The line containing "use deskbee::llm::create_chat_client_from_config;" marks the end, so write out exactly every line from the top of the entries below through that one.
==== Information provided ====
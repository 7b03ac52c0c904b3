//! Deskbee 演示入口
//!
//! `deskbee --demo` 跑一组预置查询；默认进入 stdin REPL，维护单会话滚动历史。
//! 无 API Key 时自动落到 Mock 客户端，便于本地跑通流程。

use std::io::{self, BufRead, Write};
use std::sync::Arc;

use deskbee::agents::{build_orchestrator, ChatSettings, OrchestratorResponse};
use deskbee::config::load_config;
use deskbee::llm::create_chat_client_from_config;
use deskbee::memory::{ConversationMemory, Message};
use deskbee::tools::DemoStore;

const DEMO_QUERIES: &[&str] = &[
    "Where is my order ORD-2024-002?",
    "I want to check invoice INV-2024-004",
    "How do I reset my password?",
    "Cancel order ORD-2024-003",
];

/// REPL 的短期记忆上限（条数，非轮数）
const REPL_HISTORY_MESSAGES: usize = 20;

#[tokio::main]
async fn main() -> anyhow::Result<()> {
    deskbee::observability::init();

    let cfg = load_config(None).unwrap_or_else(|e| {
        tracing::warn!("Config load failed ({}), using defaults", e);
        deskbee::config::AppConfig::default()
    });
    let llm = create_chat_client_from_config(&cfg);
    let store = Arc::new(DemoStore::seeded());
    let settings = ChatSettings {
        temperature: cfg.llm.temperature,
        max_tokens: cfg.llm.max_tokens,
    };
    let orchestrator = build_orchestrator(llm, store.clone(), settings);

    if std::env::args().any(|a| a == "--demo") {
        for (i, query) in DEMO_QUERIES.iter().enumerate() {
            println!("\n{}. Query: {query}", i + 1);
            println!("{}", "-".repeat(50));
            let response = orchestrator.process_message(query, &[]).await;
            print_response(&response);
        }
        return Ok(());
    }

    let conversation_id = uuid::Uuid::new_v4().to_string();
    let mut memory = ConversationMemory::new(REPL_HISTORY_MESSAGES);

    println!("deskbee ready. Type a message, /quit to exit.");
    print!("> ");
    io::stdout().flush()?;

    let stdin = io::stdin();
    for line in stdin.lock().lines() {
        let line = line?;
        let input = line.trim();
        if input.is_empty() {
            print!("> ");
            io::stdout().flush()?;
            continue;
        }
        if input == "/quit" {
            break;
        }

        let response = orchestrator.process_message(input, memory.messages()).await;
        print_response(&response);

        store.append_message(&conversation_id, "user", input);
        store.append_message(&conversation_id, "assistant", &response.response.content);
        memory.push(Message::user(input));
        memory.push(Message::assistant(response.response.content.as_str()));

        print!("> ");
        io::stdout().flush()?;
    }

    Ok(())
}

fn print_response(response: &OrchestratorResponse) {
    println!(
        "[{} | confidence {:.2}] {}",
        response.routing.selected_agent, response.routing.confidence, response.response.content
    );
    if let Some(calls) = &response.response.tool_calls {
        if !calls.is_empty() {
            let names: Vec<&str> = calls.iter().map(|c| c.tool.as_str()).collect();
            println!("(tools used: {})", names.join(", "));
        }
    }
}
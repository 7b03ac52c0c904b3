//! OpenAI 兼容 API 客户端
//!
//! 通过 async_openai 调用任意 OpenAI 兼容端点（可配置 base_url）；支持 OpenAI、Groq、自建代理等。
//! 工具描述与工具调用走 chat completions 的函数调用协议。

use std::sync::atomic::{AtomicU64, Ordering};
use std::sync::Arc;

use async_openai::config::OpenAIConfig;
use async_openai::types::chat::{
    ChatCompletionMessageToolCall, ChatCompletionMessageToolCalls,
    ChatCompletionRequestAssistantMessageArgs, ChatCompletionRequestMessage,
    ChatCompletionRequestSystemMessageArgs, ChatCompletionRequestToolMessageArgs,
    ChatCompletionRequestUserMessageArgs, ChatCompletionTool, ChatCompletionTools,
    CreateChatCompletionRequestArgs, FunctionCall, FunctionObjectArgs,
};
use async_openai::Client;
use async_trait::async_trait;

use crate::llm::{ChatClient, ChatOutcome, ChatRequest, LlmError, ToolSpec};
use crate::memory::{Message, Role, ToolCallRequest};

/// Token 使用统计（累计值）
#[derive(Debug, Clone, Default)]
pub struct TokenUsage {
    pub prompt_tokens: Arc<AtomicU64>,
    pub completion_tokens: Arc<AtomicU64>,
    pub total_tokens: Arc<AtomicU64>,
}

impl TokenUsage {
    pub fn new() -> Self {
        Self::default()
    }

    pub fn add(&self, prompt: u64, completion: u64) {
        self.prompt_tokens.fetch_add(prompt, Ordering::Relaxed);
        self.completion_tokens.fetch_add(completion, Ordering::Relaxed);
        self.total_tokens.fetch_add(prompt + completion, Ordering::Relaxed);
    }

    pub fn get(&self) -> (u64, u64, u64) {
        (
            self.prompt_tokens.load(Ordering::Relaxed),
            self.completion_tokens.load(Ordering::Relaxed),
            self.total_tokens.load(Ordering::Relaxed),
        )
    }
}

/// OpenAI 兼容客户端：持有 Client 与 model 名，chat 时转 Message / ToolSpec 为 API 格式，
/// 按首条 choice 判定纯文本或工具调用
pub struct OpenAiClient {
    client: Client<OpenAIConfig>,
    model: String,
    /// 累计 token 使用统计
    pub usage: TokenUsage,
}

impl OpenAiClient {
    pub fn new(base_url: Option<&str>, model: &str, api_key: Option<&str>) -> Self {
        let api_key = api_key
            .map(String::from)
            .or_else(|| std::env::var("OPENAI_API_KEY").ok())
            .unwrap_or_else(|| "sk-placeholder".to_string());

        let config = if let Some(url) = base_url {
            OpenAIConfig::new()
                .with_api_base(url)
                .with_api_key(api_key)
        } else {
            OpenAIConfig::new().with_api_key(api_key)
        };

        Self {
            client: Client::with_config(config),
            model: model.to_string(),
            usage: TokenUsage::new(),
        }
    }

    fn to_openai_messages(&self, messages: &[Message]) -> Vec<ChatCompletionRequestMessage> {
        messages
            .iter()
            .map(|m| match m.role {
                Role::System => ChatCompletionRequestMessage::System(
                    ChatCompletionRequestSystemMessageArgs::default()
                        .content(m.content.clone().unwrap_or_default())
                        .build()
                        .unwrap(),
                ),
                Role::User => ChatCompletionRequestMessage::User(
                    ChatCompletionRequestUserMessageArgs::default()
                        .content(m.content.clone().unwrap_or_default())
                        .build()
                        .unwrap(),
                ),
                Role::Assistant => {
                    let mut args = ChatCompletionRequestAssistantMessageArgs::default();
                    if let Some(content) = &m.content {
                        args.content(content.clone());
                    }
                    if !m.tool_calls.is_empty() {
                        args.tool_calls(
                            m.tool_calls
                                .iter()
                                .map(|c| {
                                    ChatCompletionMessageToolCalls::Function(
                                        ChatCompletionMessageToolCall {
                                            id: c.id.clone(),
                                            function: FunctionCall {
                                                name: c.name.clone(),
                                                arguments: c.arguments.clone(),
                                            },
                                        },
                                    )
                                })
                                .collect::<Vec<_>>(),
                        );
                    }
                    ChatCompletionRequestMessage::Assistant(args.build().unwrap())
                }
                Role::Tool => ChatCompletionRequestMessage::Tool(
                    ChatCompletionRequestToolMessageArgs::default()
                        .content(m.content.clone().unwrap_or_default())
                        .tool_call_id(m.tool_call_id.clone().unwrap_or_default())
                        .build()
                        .unwrap(),
                ),
            })
            .collect()
    }

    fn to_openai_tools(&self, tools: &[ToolSpec]) -> Result<Vec<ChatCompletionTools>, LlmError> {
        tools
            .iter()
            .map(|t| {
                let function = FunctionObjectArgs::default()
                    .name(t.name.clone())
                    .description(t.description.clone())
                    .parameters(t.parameters.clone())
                    .build()
                    .map_err(|e| LlmError::Request(e.to_string()))?;
                Ok(ChatCompletionTools::Function(ChatCompletionTool { function }))
            })
            .collect()
    }
}

#[async_trait]
impl ChatClient for OpenAiClient {
    fn token_usage(&self) -> (u64, u64, u64) {
        self.usage.get()
    }

    async fn chat(&self, request: ChatRequest) -> Result<ChatOutcome, LlmError> {
        let mut builder = CreateChatCompletionRequestArgs::default();
        builder
            .model(&self.model)
            .messages(self.to_openai_messages(&request.messages))
            .temperature(request.temperature)
            .max_tokens(request.max_tokens);
        if !request.tools.is_empty() {
            builder.tools(self.to_openai_tools(&request.tools)?);
        }
        let api_request = builder
            .build()
            .map_err(|e| LlmError::Request(e.to_string()))?;

        let response = self
            .client
            .chat()
            .create(api_request)
            .await
            .map_err(|e| LlmError::Request(e.to_string()))?;

        if let Some(usage) = &response.usage {
            self.usage
                .add(usage.prompt_tokens as u64, usage.completion_tokens as u64);
        }

        let choice = response
            .choices
            .into_iter()
            .next()
            .ok_or(LlmError::EmptyResponse)?;

        if let Some(calls) = choice.message.tool_calls {
            if !calls.is_empty() {
                return Ok(ChatOutcome::ToolCalls(
                    calls
                        .into_iter()
                        .map(|c| match c {
                            ChatCompletionMessageToolCalls::Function(f) => ToolCallRequest {
                                id: f.id,
                                name: f.function.name,
                                arguments: f.function.arguments,
                            },
                            ChatCompletionMessageToolCalls::Custom(f) => ToolCallRequest {
                                id: f.id,
                                name: f.custom_tool.name,
                                arguments: f.custom_tool.input,
                            },
                        })
                        .collect(),
                ));
            }
        }

        Ok(ChatOutcome::Text(choice.message.content.unwrap_or_default()))
    }
}
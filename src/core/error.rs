//! Agent 错误类型
//!
//! 可恢复失败的统一出口：provider 失败、JSON 解析失败、工具缺失、参数非法。
//! 各层就地捕获并降级为结构化响应，任何变体都不会穿透到编排器之外。

use thiserror::Error;

use crate::llm::LlmError;

#[derive(Error, Debug)]
pub enum AgentError {
    #[error("LLM error: {0}")]
    Llm(#[from] LlmError),

    #[error("JSON parse error: {0}")]
    JsonParse(String),

    #[error("Tool not found: {0}")]
    ToolNotFound(String),

    #[error("Invalid tool arguments: {0}")]
    InvalidToolArguments(String),

    #[error("Config error: {0}")]
    Config(#[from] config::ConfigError),
}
====
* Exercise answer:
repository 7b03ac52c0c904b3
//! Deskbee 演示入口
//!
//! `deskbee --demo` 跑一组预置查询；默认进入 stdin REPL，维护单会话滚动历史。
//! 无 API Key 时自动落到 Mock 客户端，便于本地跑通流程。

use std::io::{self, BufRead, Write};
use std::sync::Arc;

use deskbee::agents::{build_orchestrator, ChatSettings, OrchestratorResponse};
use deskbee::config::load_config;
use deskbee::llm::create_chat_client_from_config;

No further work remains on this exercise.